Adobe se présente comme un champion des créateurs à l'ère de l'IA. Le procès allègue qu'il a utilisé des livres protégés par le droit d'auteur

Adobe se présente comme un champion des créateurs à l'ère de l'IA. Le procès allègue qu'il a utilisé des livres protégés par le droit d'auteur

Adobe a construit une partie de sa stratégie d'intelligence artificielle sur un thème très reconnaissable : protéger les créateurs à une époque de profonds changements. Alors que d’autres entreprises technologiques accumulaient les critiques sur l’origine de leurs données, l’entreprise se présentait comme une alternative responsable. Cette position fait maintenant face à un procès qui porte sur la formation de l'un de ses modèles et l'utilisation d'œuvres protégées par le droit d'auteur. Il ne s’agit pas d’une anomalie, mais plutôt du reflet d’une question à laquelle l’industrie n’a pas encore été en mesure de répondre clairement.

Le procès a été déposé mardi devant le tribunal américain du district nord de Californie et prend la forme d'un recours collectif proposé. Une auteure nommée Elizabeth Lyon accuse Adobe d'utiliser des livres protégés par le droit d'auteur, y compris le sien, pour entraîner les modèles d'IA de l'entreprise, avec SlimLM au centre de l'affaire, sans autorisation. Selon la documentation judiciaire, ces travaux auraient fait partie du processus de formation de systèmes conçus pour répondre aux instructions humaines. Lyon prétend agir au nom d'autres ayants droit qui se retrouveraient dans une situation similaire.

Le grand débat sur les données qui entraînent l’IA

Pour comprendre pourquoi ce type de litiges se répète de plus en plus fréquemment, il convient de s’arrêter un instant sur le fonctionnement actuel de l’intelligence artificielle. Au-delà des applications visibles, des chatbots aux générateurs d'images, il existe des modèles sous-jacents qui constituent le cœur du système et apprennent à partir d'énormes volumes de données. De manière générale, davantage de données peuvent améliorer les performances, même si ce n’est pas le seul facteur. Le problème apparaît lorsque se pose la question clé de l’origine de ces informations et des conditions dans lesquelles elles ont été utilisées.

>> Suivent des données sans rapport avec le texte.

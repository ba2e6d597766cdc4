use crate::models::Habit;
use tracing::debug;

/// Resizes a day array to `target` entries, keeping values at overlapping
/// indices and padding with unchecked days. Returns whether anything changed.
pub fn reconcile_days(days: &mut Vec<bool>, target: usize) -> bool {
    if days.len() == target {
        return false;
    }
    days.resize(target, false);
    true
}

/// Reconciles every habit to `target` days and returns how many were resized.
pub fn reconcile_habits(habits: &mut [Habit], target: usize) -> usize {
    let mut resized = 0;
    for habit in habits.iter_mut() {
        let before = habit.days.len();
        if reconcile_days(&mut habit.days, target) {
            debug!(habit = %habit.name, from = before, to = target, "reconciled day array");
            resized += 1;
        }
    }
    resized
}
use std::{future::Future, sync::Arc, time::Duration};
use tokio::{sync::Mutex, task::JoinHandle, time::sleep};

/// Debounces background saves: only the most recently scheduled task runs,
/// once `delay` has passed without a newer one.
#[derive(Clone)]
pub struct SaveScheduler {
    delay: Duration,
    pending: Arc<Mutex<Option<JoinHandle<()>>>>,
}

impl SaveScheduler {
    pub fn new(delay: Duration) -> Self {
        Self {
            delay,
            pending: Arc::new(Mutex::new(None)),
        }
    }

    pub async fn schedule<F>(&self, task: F)
    where
        F: Future<Output = ()> + Send + 'static,
    {
        let delay = self.delay;
        let handle = tokio::spawn(async move {
            sleep(delay).await;
            task.await;
        });
        if let Some(previous) = self.pending.lock().await.replace(handle) {
            previous.abort();
        }
    }

    pub async fn cancel(&self) {
        if let Some(previous) = self.pending.lock().await.take() {
            previous.abort();
        }
    }
}
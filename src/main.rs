use habit_grid::{AppConfig, AppState, Snapshot, SystemClock, Tracker, load_data, router};
use tokio::fs;
use tracing::{debug, error, info};
use tracing_subscriber::{EnvFilter, fmt};

#[tokio::main]
async fn main() -> Result<(), Box<dyn std::error::Error>> {
    fmt()
        .with_env_filter(EnvFilter::from_default_env().add_directive("info".parse()?))
        .init();

    let config = AppConfig::from_env();
    if let Some(parent) = config.data_path.parent() {
        fs::create_dir_all(parent).await?;
    }

    let data = load_data(&config.data_path).await;
    info!(records = data.len(), "loaded habit data");
    let mut tracker = Tracker::open(data, Box::new(SystemClock));
    tracker.subscribe(Box::new(|snapshot: &Snapshot| {
        debug!(
            key = %snapshot.scope.storage_key(),
            habits = snapshot.habits.len(),
            completion = snapshot.stats.monthly_completion,
            momentum = snapshot.stats.momentum,
            streak = snapshot.stats.current_streak,
            "habit stats refreshed"
        );
    }));

    let state = AppState::new(config.data_path.clone(), tracker, config.save_delay);
    let app = router(state.clone());

    let addr = config.addr();
    info!("listening on http://{addr}");
    let listener = tokio::net::TcpListener::bind(addr).await?;
    axum::serve(listener, app)
        .with_graceful_shutdown(shutdown_signal())
        .await?;

    state.saver.cancel().await;
    if let Err(err) = state.flush().await {
        error!("failed to save habits on shutdown: {}", err.message);
    }
    info!("shut down");

    Ok(())
}

async fn shutdown_signal() {
    if let Err(err) = tokio::signal::ctrl_c().await {
        error!("failed to listen for shutdown signal: {err}");
        std::future::pending::<()>().await;
    }
}
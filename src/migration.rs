use crate::calendar::Scope;
use crate::models::Habit;
use tracing::{debug, info};

/// How many months back a new month looks for habit definitions.
pub const LOOKBACK_MONTHS: usize = 12;

/// Seeds an empty month from the most recent earlier month with data.
///
/// `lookup` returns the stored habits for a scope, or `None` when that
/// scope has no usable record. The first hit wins; its habits keep their
/// definitions and lose their check-ins. The returned day arrays are empty
/// and must be reconciled to the target month before use.
pub fn seed_from_history<F>(target: Scope, mut lookup: F) -> Vec<Habit>
where
    F: FnMut(Scope) -> Option<Vec<Habit>>,
{
    let mut cursor = target;
    for _ in 0..LOOKBACK_MONTHS {
        cursor = cursor.previous();
        if let Some(previous) = lookup(cursor) {
            info!(
                target_key = %target.storage_key(),
                source_key = %cursor.storage_key(),
                habits = previous.len(),
                "seeding month from earlier habits"
            );
            return previous.iter().map(Habit::carried_forward).collect();
        }
    }

    debug!(target_key = %target.storage_key(), "no earlier month with habits");
    Vec::new()
}

#[cfg(test)]
mod tests {
    use super::*;
    use crate::models::{HabitKind, Importance};
    use std::collections::HashMap;

    fn scope(year: i32, month: u32) -> Scope {
        Scope::new(year, month).unwrap()
    }

    #[test]
    fn carries_definitions_without_history() {
        let mut read = Habit::new("Read", HabitKind::Positive, 29)
            .with_importance(Importance::High)
            .with_goal(20);
        read.days[3] = true;
        let history = HashMap::from([(scope(2024, 1), vec![read])]);

        let seeded = seed_from_history(scope(2024, 3), |s| history.get(&s).cloned());

        assert_eq!(seeded.len(), 1);
        assert_eq!(seeded[0].name, "Read");
        assert_eq!(seeded[0].importance, Importance::High);
        assert_eq!(seeded[0].goal, 20);
        assert!(seeded[0].days.is_empty());
    }

    #[test]
    fn stops_at_most_recent_month() {
        let history = HashMap::from([
            (scope(2023, 11), vec![Habit::new("Recent", HabitKind::Positive, 31)]),
            (scope(2023, 9), vec![Habit::new("Older", HabitKind::Negative, 31)]),
        ]);

        let seeded = seed_from_history(scope(2024, 1), |s| history.get(&s).cloned());

        assert_eq!(seeded.len(), 1);
        assert_eq!(seeded[0].name, "Recent");
    }

    #[test]
    fn looks_back_at_most_twelve_months() {
        let mut visited = Vec::new();
        let seeded = seed_from_history(scope(2024, 0), |s| {
            visited.push(s);
            None
        });

        assert!(seeded.is_empty());
        assert_eq!(visited.len(), LOOKBACK_MONTHS);
        assert_eq!(visited.first(), Some(&scope(2023, 11)));
        assert_eq!(visited.last(), Some(&scope(2023, 0)));
    }

    #[test]
    fn thirteen_months_back_is_out_of_reach() {
        let history = HashMap::from([(
            scope(2023, 0),
            vec![Habit::new("Ancient", HabitKind::Positive, 31)],
        )]);

        let seeded = seed_from_history(scope(2024, 1), |s| history.get(&s).cloned());

        assert!(seeded.is_empty());
    }
}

Le modèle indiqué dans le procès n'est pas Firefly, le système de création le plus connu d'Adobe, mais SlimLM, une famille de modèles de langage plus petits conçus pour des tâches spécifiques. Ces modèles sont conçus pour aider les utilisateurs avec les fonctions liées aux documents, notamment sur les appareils mobiles. Il ne s’agit pas d’une IA destinée à la génération créative à grande échelle, mais plutôt d’un système fonctionnant en arrière-plan. Cette différence est pertinente car elle montre que le débat sur les données de formation ne se limite pas aux applications les plus visibles.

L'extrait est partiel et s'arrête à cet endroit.